The relative covariance factor, \({\boldsymbol{\Lambda}}_{{\boldsymbol{\theta}}}\), for this model is block diagonal, with two blocks, one of size 24 and one of size 6, each of which is a multiple of the identity. The diagonal elements of the two blocks are \(\theta_1\) and \(\theta_2\), respectively. The numeric values of these parameters can be obtained as

pnm01.θ'
1×2 adjoint(::Vector{Float64}) with eltype Float64:
 1.53758  3.21975

The first parameter is the relative standard deviation of the random effects for plate, which has the value \(0.845565/0.549933=1.53758\) at convergence, and the second is the relative standard deviation of the sample random effects (\(1.770648/0.549933=3.21975\)).

Because \({\boldsymbol{\Lambda}}_{{\boldsymbol{\theta}}}\) is diagonal, the pattern of non-zeros in \({\boldsymbol{\Lambda}}_{\boldsymbol{\theta}}'{\mathbf{Z}}'{\mathbf{Z}}{\boldsymbol{\Lambda}}_{\boldsymbol{\theta}}+{\mathbf{I}}\) will be the same as that in \({\mathbf{Z}}'{\mathbf{Z}}\). The sparse Cholesky factor, \({\mathbf{L}}\), is lower triangular and has non-zero elements in the lower right hand corner in positions where \({\mathbf{Z}}'{\mathbf{Z}}\) has systematic zeros.

sparseL(pnm01)
30×30 SparseArrays.SparseMatrixCSC{Float64, Int32} with 189 stored entries:
⎡⠑⢄⠀⠀⠀⠀⠀⠀⠀⠀⠀⠀⠀⠀⠀⎤
⎢⠀⠀⠑⢄⠀⠀⠀⠀⠀⠀⠀⠀⠀⠀⠀⎥
⎢⠀⠀⠀⠀⠑⢄⠀⠀⠀⠀⠀⠀⠀⠀⠀⎥
⎢⠀⠀⠀⠀⠀⠀⠑⢄⠀⠀⠀⠀⠀⠀⠀⎥
⎢⠀⠀⠀⠀⠀⠀⠀⠀⠑⢄⠀⠀⠀⠀⠀⎥
⎢⠀⠀⠀⠀⠀⠀⠀⠀⠀⠀⠑⢄⠀⠀⠀⎥
⎢⣿⣿⣿⣿⣿⣿⣿⣿⣿⣿⣿⣿⣷⣄⠀⎥
⎣⠛⠛⠛⠛⠛⠛⠛⠛⠛⠛⠛⠛⠛⠛⠓⎦

We say that “fill-in” has occurred when forming the sparse Cholesky decomposition. In this case there is a relatively minor amount of fill but in other cases there can be a substantial amount of fill. The computational methods are tuned to reduce the amount of fill.
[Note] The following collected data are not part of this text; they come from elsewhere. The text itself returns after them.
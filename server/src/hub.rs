//! The hub instance: registry, sessions, pipelines and their lifecycle.

use bytes::Bytes;
use log::{debug, info};
use std::net::SocketAddr;
use std::sync::Arc;
use tokio::sync::{broadcast, mpsc};
use tokio::task::JoinHandle;

use crate::config::{HubConfig, OrphanPolicy};
use crate::error::HubError;
use crate::fanout;
use crate::frame::Frame;
use crate::handshake;
use crate::outbox::Outbox;
use crate::reaper::Reaper;
use crate::registry::{ConnectionId, ConnectionRegistry, SharedRegistry};
use crate::router::{self, ChatMessage, Route};
use crate::session::SessionStore;

const EVENT_CAPACITY: usize = 256;

/// Connection lifecycle notifications.
#[derive(Debug, Clone, PartialEq, Eq)]
pub enum HubEvent {
    Connected { id: ConnectionId, addr: SocketAddr },
    Bound { id: ConnectionId, username: String },
    /// The session moved to another connection
    Unbound {
        id: ConnectionId,
        username: String,
        successor: ConnectionId,
    },
    Reaped { id: ConnectionId, reason: String },
}

pub struct Hub {
    config: HubConfig,
    registry: SharedRegistry,
    sessions: SessionStore,
    reaper: Reaper,
    chat_tx: mpsc::Sender<ChatMessage>,
    state_tx: mpsc::Sender<Bytes>,
    events: broadcast::Sender<HubEvent>,
}

/// Owns a running hub and its pipeline tasks.
pub struct HubHandle {
    hub: Arc<Hub>,
    chat_pipeline: JoinHandle<()>,
    state_pipeline: JoinHandle<()>,
}

impl Hub {
    /// Builds a hub and spawns its chat and state pipelines.
    ///
    /// Must be called from within a Tokio runtime.
    pub fn start(config: HubConfig) -> HubHandle {
        let registry = ConnectionRegistry::shared();
        let (events, _) = broadcast::channel(EVENT_CAPACITY);
        let reaper = Reaper::new(Arc::clone(&registry), events.clone());

        let (chat_tx, chat_rx) = mpsc::channel(config.pipeline_depth.max(1));
        let (state_tx, state_rx) = mpsc::channel(config.pipeline_depth.max(1));

        let chat_pipeline = tokio::spawn(fanout::run_chat_pipeline(chat_rx, reaper.clone()));
        let state_pipeline = tokio::spawn(fanout::run_state_pipeline(state_rx, reaper.clone()));

        let hub = Arc::new(Hub {
            config,
            registry,
            sessions: SessionStore::new(),
            reaper,
            chat_tx,
            state_tx,
            events,
        });

        HubHandle {
            hub,
            chat_pipeline,
            state_pipeline,
        }
    }

    /// Returns the settings this hub was started with
    pub fn config(&self) -> &HubConfig {
        &self.config
    }

    /// Returns the session store backing the login endpoint
    pub fn sessions(&self) -> &SessionStore {
        &self.sessions
    }

    /// Returns the registry of live connections
    pub fn registry(&self) -> &SharedRegistry {
        &self.registry
    }

    /// Subscribes to connection lifecycle events
    pub fn subscribe(&self) -> broadcast::Receiver<HubEvent> {
        self.events.subscribe()
    }

    fn emit(&self, event: HubEvent) {
        // Nobody listening is fine
        let _ = self.events.send(event);
    }

    /// Session issuer entry point. Always succeeds.
    pub fn authenticate(&self, username: &str, password: &str) -> String {
        self.sessions.authenticate(username, password)
    }

    /// Registers a new unbound connection and returns its outbox.
    pub async fn connect(&self, addr: SocketAddr) -> (ConnectionId, Arc<Outbox>) {
        let outbox = Arc::new(Outbox::new(
            self.config.outbox_capacity,
            self.config.overflow,
        ));
        let id = self
            .registry
            .write()
            .await
            .register(addr, Arc::clone(&outbox));
        self.emit(HubEvent::Connected { id, addr });
        (id, outbox)
    }

    /// Routes one inbound frame from connection `id`.
    ///
    /// Failed handshakes come back as `UnknownToken`; the connection stays
    /// usable.
    pub async fn dispatch(&self, id: ConnectionId, frame: Frame) -> Result<(), HubError> {
        let binding = self
            .registry
            .read()
            .await
            .binding(&id)
            .ok_or(HubError::Reaped)?;

        // The lock is released here, so a frame racing a rebind is routed
        // with the binding as it was when read.
        match router::route(&binding, frame) {
            Route::Chat(message) => self.submit_chat(message).await,
            Route::State(bytes) => self.submit_state(bytes).await,
            Route::Handshake(token) => self.handshake(id, &token).await,
        }
    }

    async fn handshake(&self, id: ConnectionId, token: &str) -> Result<(), HubError> {
        let handshake = handshake::complete(&self.registry, &self.sessions, id, token).await?;
        info!("Connection {} bound to {}", id, handshake.username);
        self.emit(HubEvent::Bound {
            id,
            username: handshake.username.clone(),
        });

        if let Some(orphan) = handshake.orphaned {
            info!(
                "Session for {} moved from connection {} to {}",
                handshake.username, orphan, id
            );
            self.emit(HubEvent::Unbound {
                id: orphan,
                username: handshake.username,
                successor: id,
            });
            if self.config.orphans == OrphanPolicy::Close {
                self.reaper.reap(orphan, &HubError::Orphaned(id)).await;
            }
        }
        Ok(())
    }

    /// Queues a chat message for every live connection.
    pub async fn submit_chat(&self, message: ChatMessage) -> Result<(), HubError> {
        debug!("Chat from {}: {} bytes", message.sender, message.text.len());
        self.chat_tx
            .send(message)
            .await
            .map_err(|_| HubError::PipelineClosed)
    }

    /// Queues a state snapshot for every live connection.
    ///
    /// Also the entry point for producers outside any connection.
    pub async fn submit_state(&self, bytes: Bytes) -> Result<(), HubError> {
        self.state_tx
            .send(bytes)
            .await
            .map_err(|_| HubError::PipelineClosed)
    }

    /// Closes and removes a connection; false if it was already gone
    pub async fn reap(&self, id: ConnectionId, cause: &HubError) -> bool {
        self.reaper.reap(id, cause).await
    }

    /// Returns the number of live connections
    pub async fn connection_count(&self) -> usize {
        self.registry.read().await.len()
    }
}

impl HubHandle {
    /// Returns a shared reference to the running hub
    pub fn hub(&self) -> Arc<Hub> {
        Arc::clone(&self.hub)
    }

    /// Stops the pipelines and closes every connection.
    pub async fn shutdown(self) {
        self.chat_pipeline.abort();
        self.state_pipeline.abort();
        // Wait for the queues to actually be dropped
        let _ = self.chat_pipeline.await;
        let _ = self.state_pipeline.await;

        let drained = self.hub.registry.write().await.drain();
        info!("Hub shutting down, closing {} connections", drained.len());
        for connection in drained {
            connection.outbox.close();
            self.hub.emit(HubEvent::Reaped {
                id: connection.id,
                reason: HubError::Shutdown.to_string(),
            });
        }
    }
}
//! Observability subsystem.
//!
//! # Data Flow
//! ```text
//! All subsystems produce:
//!     → logging.rs (structured log events, spans carrying request ids)
//!     → metrics.rs (counters, histograms)
//!
//! Consumers:
//!     → Log aggregation (stdout)
//!     → Metrics endpoint (Prometheus scrape)
//! ```

pub mod logging;
pub mod metrics;
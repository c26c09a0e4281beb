//! TLS certificate loading for socket mode.

use std::io;
use std::path::Path;

use axum_server::tls_rustls::RustlsConfig;

fn require_file(path: &Path, what: &str) -> io::Result<()> {
    if path.is_file() {
        Ok(())
    } else {
        Err(io::Error::new(
            io::ErrorKind::NotFound,
            format!("{} not found: {}", what, path.display()),
        ))
    }
}

/// Load a rustls server config from PEM certificate and key files.
pub async fn load_tls_config(cert_path: &Path, key_path: &Path) -> io::Result<RustlsConfig> {
    require_file(cert_path, "certificate file")?;
    require_file(key_path, "private key file")?;

    tracing::debug!(cert = %cert_path.display(), key = %key_path.display(), "Loading TLS material");
    RustlsConfig::from_pem_file(cert_path, key_path).await
}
2.1.3 Precision of parameter estimates in the Pencillin model

A parametric bootstrap sample of the parameter estimates

Code
bsrng = Random.seed!(9876789)
pnm01samp = parametricbootstrap(bsrng, 10_000, pnm01; progress)
pnm01pars = DataFrame(pnm01samp.allpars);

can be used to create shortest 95% coverage intervals for the parameters in the model.

DataFrame(shortestcovint(pnm01samp))
4×5 DataFrame
Row type group names lower upper
String String? String? Float64 Float64
1 β missing (Intercept) 21.5263 24.4377
2 σ plate (Intercept) 0.564583 1.0792
3 σ sample (Intercept) 0.592097 2.50778
4 σ residual missing 0.475282 0.61701

As for model dsm01 the bootstrap parameter estimates of the fixed-effects parameter have approximately a “normal” or Gaussian shape, as shown in the kernel density plot (Figure 2.4)

Code
draw(
  data(@subset(pnm01pars, :type == "β")) *
  mapping(
    :value => "Bootstrap samples of β";
    color=(:names => "Names"),
  ) *
  AlgebraOfGraphics.density();
  figure=(; size=(600, 340)),
)
Figure 2.4: Parametric bootstrap estimates of fixed-effects parameters in model pnm01

and the shortest coverage interval on this parameter is close to the Wald interval

Code
show(only(pnm01.beta) .+ [-2, 2] * only(pnm01.stderror))
[21.483030293849986, 24.461414150598806]

The densities of the variance-components, on the scale of the standard deviation parameters, are diffuse but do not exhibit point masses at zero.

Code
draw(
  data(@subset(pnm01pars, :type == "σ")) *
  mapping(
    :value => "Bootstrap samples of σ";
    color=(:group => "Group"),
  ) *
  AlgebraOfGraphics.density();
  figure=(; size=(600, 340)),
)
Figure 2.5: Parametric bootstrap estimates of variance components in model pnm01

The lack of precision in the estimate of \(\sigma_2\), the standard deviation of the random effects for sample, is a consequence of only having 6 distinct levels of the sample factor. The plate factor, on the other hand, has 24 distinct levels. In general it is more difficult to estimate a measure of spread, such as the standard deviation, than to estimate a measure of location, such as a mean, especially when the number of levels of the factor is small. Six levels are about the minimum number required for obtaining sensible estimates of standard deviations for simple, scalar random effects terms.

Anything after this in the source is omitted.